### WORK ITEM
The answer must be every line from the entries below that includes "delivered".

-*-*-

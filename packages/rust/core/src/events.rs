//! In-process event bus.
//!
//! [`EventBus`] is constructed once at startup and shared as `Arc<EventBus>`.
//! Handlers registered with [`EventBus::on`] run sequentially, in registration
//! order, on the emitting task. A handler that returns an error or panics is
//! logged and skipped; the remaining handlers still run.

use std::collections::HashMap;
use std::panic::{AssertUnwindSafe, catch_unwind};
use std::sync::{Arc, RwLock};

use backfeed_shared::Result;
use chrono::{DateTime, Utc};
use serde::Serialize;
use tracing::{debug, warn};

// ---------------------------------------------------------------------------
// Event names
// ---------------------------------------------------------------------------

/// A post became public. Payload: `{"post_id": ...}`.
pub const POST_PUBLISHED: &str = "post.published";

/// A published post changed. Payload: `{"post_id": ...}`.
pub const POST_UPDATED: &str = "post.updated";

/// An inbound mention was verified and stored.
pub const WEBMENTION_RECEIVED: &str = "webmention.received";

/// One outbound delivery attempt finished, successfully or not.
pub const WEBMENTION_SENT: &str = "webmention.sent";

// ---------------------------------------------------------------------------
// Event
// ---------------------------------------------------------------------------

/// A named notification with a JSON payload.
#[derive(Debug, Clone, Serialize)]
pub struct Event {
    /// Dot-separated event name, e.g. `"post.published"`.
    pub name: String,
    pub payload: serde_json::Value,
    pub timestamp: DateTime<Utc>,
}

impl Event {
    pub fn new(name: impl Into<String>, payload: serde_json::Value) -> Self {
        Self {
            name: name.into(),
            payload,
            timestamp: Utc::now(),
        }
    }

    /// Read a string field from the payload.
    pub fn str_field(&self, key: &str) -> Option<&str> {
        self.payload.get(key).and_then(|v| v.as_str())
    }
}

// ---------------------------------------------------------------------------
// EventBus
// ---------------------------------------------------------------------------

/// A registered event handler.
pub type Handler = Arc<dyn Fn(&Event) -> Result<()> + Send + Sync>;

/// Name-keyed publish/subscribe hub.
#[derive(Default)]
pub struct EventBus {
    handlers: RwLock<HashMap<String, Vec<Handler>>>,
}

impl EventBus {
    pub fn new() -> Self {
        Self::default()
    }

    /// Register `handler` for events named `name`.
    pub fn on<F>(&self, name: &str, handler: F)
    where
        F: Fn(&Event) -> Result<()> + Send + Sync + 'static,
    {
        let mut handlers = self.handlers.write().unwrap_or_else(|e| e.into_inner());
        handlers
            .entry(name.to_string())
            .or_default()
            .push(Arc::new(handler));
    }

    /// Number of handlers registered for `name`.
    pub fn handler_count(&self, name: &str) -> usize {
        let handlers = self.handlers.read().unwrap_or_else(|e| e.into_inner());
        handlers.get(name).map_or(0, Vec::len)
    }

    /// Deliver an event to every handler registered for `name`.
    ///
    /// Returns the number of handlers that completed successfully.
    pub fn emit(&self, name: &str, payload: serde_json::Value) -> usize {
        // Snapshot so handlers may register further handlers without deadlocking.
        let handlers: Vec<Handler> = {
            let map = self.handlers.read().unwrap_or_else(|e| e.into_inner());
            map.get(name).cloned().unwrap_or_default()
        };

        if handlers.is_empty() {
            debug!(event = name, "no handlers registered");
            return 0;
        }

        let event = Event::new(name, payload);
        let mut delivered = 0;

        for (index, handler) in handlers.iter().enumerate() {
            match catch_unwind(AssertUnwindSafe(|| handler(&event))) {
                Ok(Ok(())) => delivered += 1,
                Ok(Err(e)) => warn!(event = name, handler = index, error = %e, "event handler failed"),
                Err(_) => warn!(event = name, handler = index, "event handler panicked"),
            }
        }

        debug!(event = name, delivered, total = handlers.len(), "event emitted");
        delivered
    }

    /// Serialize `payload` and emit it.
    pub fn emit_serialized<T: Serialize>(&self, name: &str, payload: &T) -> usize {
        match serde_json::to_value(payload) {
            Ok(value) => self.emit(name, value),
            Err(e) => {
                warn!(event = name, error = %e, "failed to serialize event payload");
                0
            }
        }
    }
}

impl std::fmt::Debug for EventBus {
    fn fmt(&self, f: &mut std::fmt::Formatter<'_>) -> std::fmt::Result {
        let handlers = self.handlers.read().unwrap_or_else(|e| e.into_inner());
        let mut names: Vec<_> = handlers.keys().collect();
        names.sort();
        f.debug_struct("EventBus").field("events", &names).finish()
    }
}
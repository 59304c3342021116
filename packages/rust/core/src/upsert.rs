//! Idempotent persistence of verified mentions.

use backfeed_shared::{
    Mention, MentionId, MentionPayload, MentionStore, MentionType, MentionUpdate, NewMention,
    Result,
};
use chrono::Utc;
use serde::Serialize;
use tracing::debug;

/// Whether an upsert inserted a new record or refreshed an existing one.
#[derive(Debug, Clone, Copy, PartialEq, Eq, Serialize)]
#[serde(rename_all = "lowercase")]
pub enum UpsertAction {
    Created,
    Updated,
}

impl UpsertAction {
    pub fn as_str(&self) -> &'static str {
        match self {
            Self::Created => "created",
            Self::Updated => "updated",
        }
    }
}

impl std::fmt::Display for UpsertAction {
    fn fmt(&self, f: &mut std::fmt::Formatter<'_>) -> std::fmt::Result {
        f.write_str(self.as_str())
    }
}

/// Store or refresh the mention for `(source_url, target_url)`.
///
/// An existing record keeps its `id`, `post_id` and `created_at`; its type,
/// payload and `verified_at` are replaced. Storage errors propagate.
pub async fn upsert_mention(
    store: &dyn MentionStore,
    source_url: &str,
    target_url: &str,
    post_id: &str,
    mention_type: MentionType,
    payload: MentionPayload,
) -> Result<(Mention, UpsertAction)> {
    let now = Utc::now();

    if let Some(existing) = store.find_by_pair(source_url, target_url).await? {
        debug!(id = %existing.id, "refreshing existing mention");
        let updated = store
            .update(
                &existing.id,
                MentionUpdate {
                    mention_type,
                    payload,
                    verified_at: now,
                },
            )
            .await?;
        return Ok((updated, UpsertAction::Updated));
    }

    let id = MentionId::new();
    let stored = store
        .create(NewMention {
            id: id.clone(),
            source_url: source_url.to_string(),
            target_url: target_url.to_string(),
            post_id: post_id.to_string(),
            mention_type,
            payload,
            verified_at: now,
        })
        .await?;

    // Lost a create/create race: the store folded this call into the other row.
    let action = if stored.id == id {
        UpsertAction::Created
    } else {
        debug!(id = %stored.id, "concurrent create resolved as update");
        UpsertAction::Updated
    };
    Ok((stored, action))
}
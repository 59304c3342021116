//! Webmention endpoint discovery.
//!
//! Before a mention can be sent, the target site's receiving endpoint has to be
//! found. We probe with a cheap `HEAD` first (a `Link` header is enough), and
//! only fetch the page body when the headers don't advertise an endpoint.
//!
//! Discovery never fails: network errors, bad status codes and unparseable
//! pages all mean "no endpoint".

mod parser;

use std::time::Duration;

use backfeed_shared::{BackfeedError, HttpConfig, Result};
use reqwest::header::{ACCEPT, LINK};
use reqwest::{Client, Response};
use tracing::{debug, info, instrument};
use url::Url;

// ---------------------------------------------------------------------------
// Discovery options
// ---------------------------------------------------------------------------

/// Per-request budgets for the discovery probes.
#[derive(Debug, Clone)]
pub struct DiscoveryOptions {
    /// Timeout for the initial `HEAD` request.
    pub head_timeout: Duration,
    /// Timeout for the fallback `GET` request.
    pub get_timeout: Duration,
    /// Pages announcing a larger body are not scanned.
    pub max_body_bytes: u64,
}

impl Default for DiscoveryOptions {
    fn default() -> Self {
        Self::from(&HttpConfig::default())
    }
}

impl From<&HttpConfig> for DiscoveryOptions {
    fn from(http: &HttpConfig) -> Self {
        Self {
            head_timeout: http.head_timeout(),
            get_timeout: http.request_timeout(),
            max_body_bytes: http.max_body_bytes,
        }
    }
}

// ---------------------------------------------------------------------------
// HTTP client
// ---------------------------------------------------------------------------

/// Build the reqwest client used for all webmention traffic.
///
/// No client-wide timeout is set; every call applies its own budget.
pub fn build_client(http: &HttpConfig) -> Result<Client> {
    Client::builder()
        .user_agent(http.user_agent.as_str())
        .redirect(reqwest::redirect::Policy::limited(http.max_redirects))
        .build()
        .map_err(|e| BackfeedError::Network(format!("failed to build HTTP client: {e}")))
}

// ---------------------------------------------------------------------------
// Discoverer
// ---------------------------------------------------------------------------

/// Finds the webmention endpoint advertised by a target URL.
#[derive(Debug, Clone)]
pub struct EndpointDiscoverer {
    client: Client,
    opts: DiscoveryOptions,
}

impl EndpointDiscoverer {
    pub fn new(client: Client, opts: DiscoveryOptions) -> Self {
        Self { client, opts }
    }

    /// Discover the webmention endpoint for `url`.
    ///
    /// 1. `HEAD` the URL and look for a `Link: <...>; rel="webmention"` header
    /// 2. `GET` the URL (non-2xx ends discovery) and re-check the `Link` header
    /// 3. Scan the body for `<link rel="webmention">`, then `<a rel="webmention">`
    ///
    /// The endpoint is resolved against the URL of the response it came from.
    #[instrument(skip_all, fields(url = %url))]
    pub async fn discover(&self, url: &Url) -> Option<Url> {
        if let Some(endpoint) = self.probe_head(url).await {
            info!(%endpoint, via = "head", "webmention endpoint discovered");
            return Some(endpoint);
        }

        let endpoint = self.probe_get(url).await;
        match &endpoint {
            Some(endpoint) => info!(%endpoint, via = "get", "webmention endpoint discovered"),
            None => debug!("no webmention endpoint advertised"),
        }
        endpoint
    }

    async fn probe_head(&self, url: &Url) -> Option<Url> {
        let response = self
            .client
            .head(url.as_str())
            .timeout(self.opts.head_timeout)
            .send()
            .await
            .inspect_err(|e| debug!(error = %e, "HEAD probe failed"))
            .ok()?;

        endpoint_from_headers(&response)
    }

    async fn probe_get(&self, url: &Url) -> Option<Url> {
        let response = self
            .client
            .get(url.as_str())
            .header(ACCEPT, "text/html")
            .timeout(self.opts.get_timeout)
            .send()
            .await
            .inspect_err(|e| debug!(error = %e, "GET probe failed"))
            .ok()?;

        let status = response.status();
        if !status.is_success() {
            debug!(%status, "GET probe returned non-success status");
            return None;
        }

        if let Some(endpoint) = endpoint_from_headers(&response) {
            return Some(endpoint);
        }

        let base = response.url().clone();
        let body = read_body(response, self.opts.max_body_bytes)
            .await
            .inspect_err(|e| debug!(error = %e, "page not scanned"))
            .ok()?;

        let href = parser::endpoint_from_html(&body)?;
        resolve(&base, &href)
    }
}

// ---------------------------------------------------------------------------
// Helpers
// ---------------------------------------------------------------------------

/// Failure to read a response body within the size cap.
#[derive(Debug, thiserror::Error)]
pub enum BodyError {
    #[error("response too large ({0} bytes)")]
    TooLarge(u64),

    #[error(transparent)]
    Read(#[from] reqwest::Error),
}

/// Read a response body as text, giving up once it passes `max_bytes`.
///
/// The cap applies to the bytes actually received, so a chunked response
/// without `Content-Length` is cut off as well.
pub async fn read_body(
    mut response: Response,
    max_bytes: u64,
) -> std::result::Result<String, BodyError> {
    if let Some(len) = response.content_length().filter(|len| *len > max_bytes) {
        return Err(BodyError::TooLarge(len));
    }

    let mut body = Vec::new();
    while let Some(chunk) = response.chunk().await? {
        let received = (body.len() + chunk.len()) as u64;
        if received > max_bytes {
            return Err(BodyError::TooLarge(received));
        }
        body.extend_from_slice(&chunk);
    }
    Ok(String::from_utf8_lossy(&body).into_owned())
}

/// Look through every `Link` header on a response.
fn endpoint_from_headers(response: &Response) -> Option<Url> {
    let href = response
        .headers()
        .get_all(LINK)
        .iter()
        .filter_map(|value| value.to_str().ok())
        .find_map(parser::endpoint_from_link_header)?;

    resolve(response.url(), &href)
}

/// Resolve a possibly-relative href against `base`.
fn resolve(base: &Url, href: &str) -> Option<Url> {
    base.join(href)
        .inspect_err(|e| debug!(%href, error = %e, "unresolvable endpoint href"))
        .ok()
}
//! Backfeed CLI: webmention endpoint, sender and reporting tool.

mod commands;

use clap::Parser;
use color_eyre::eyre::Result;

use commands::Cli;

#[tokio::main]
async fn main() -> Result<()> {
    color_eyre::install()?;
    let cli = Cli::parse();
    commands::init_tracing(&cli);
    commands::run(cli).await
}
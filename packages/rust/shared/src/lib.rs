//! Shared types, error model, configuration, and collaborator traits for Backfeed.
//!
//! This crate is the foundation depended on by all other Backfeed crates.
//! It provides:
//! - [`BackfeedError`], the unified error type
//! - Domain types ([`Mention`], [`MentionType`], [`MentionPayload`], [`Post`])
//! - Configuration ([`AppConfig`], [`SiteConfig`], config loading)
//! - Store seams ([`MentionStore`], [`PostResolver`]) consumed by the core

pub mod config;
pub mod error;
pub mod store;
pub mod types;

// Re-export public API at crate root for ergonomic imports.
pub use config::{
    AppConfig, DatabaseConfig, HttpConfig, OutboundConfig, ServerConfig, SiteConfig, config_dir,
    config_file_path, init_config, load_config, load_config_from,
};
pub use error::{BackfeedError, Result};
pub use store::{MentionStore, PostResolver};
pub use types::{
    Author, Mention, MentionId, MentionPayload, MentionType, MentionUpdate, NewMention, Post,
    TypeCounts,
};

-*-*-

### TASK ANSWER
        let mut delivered = 0;
                Ok(Ok(())) => delivered += 1,
        debug!(event = name, delivered, total = handlers.len(), "event emitted");
        delivered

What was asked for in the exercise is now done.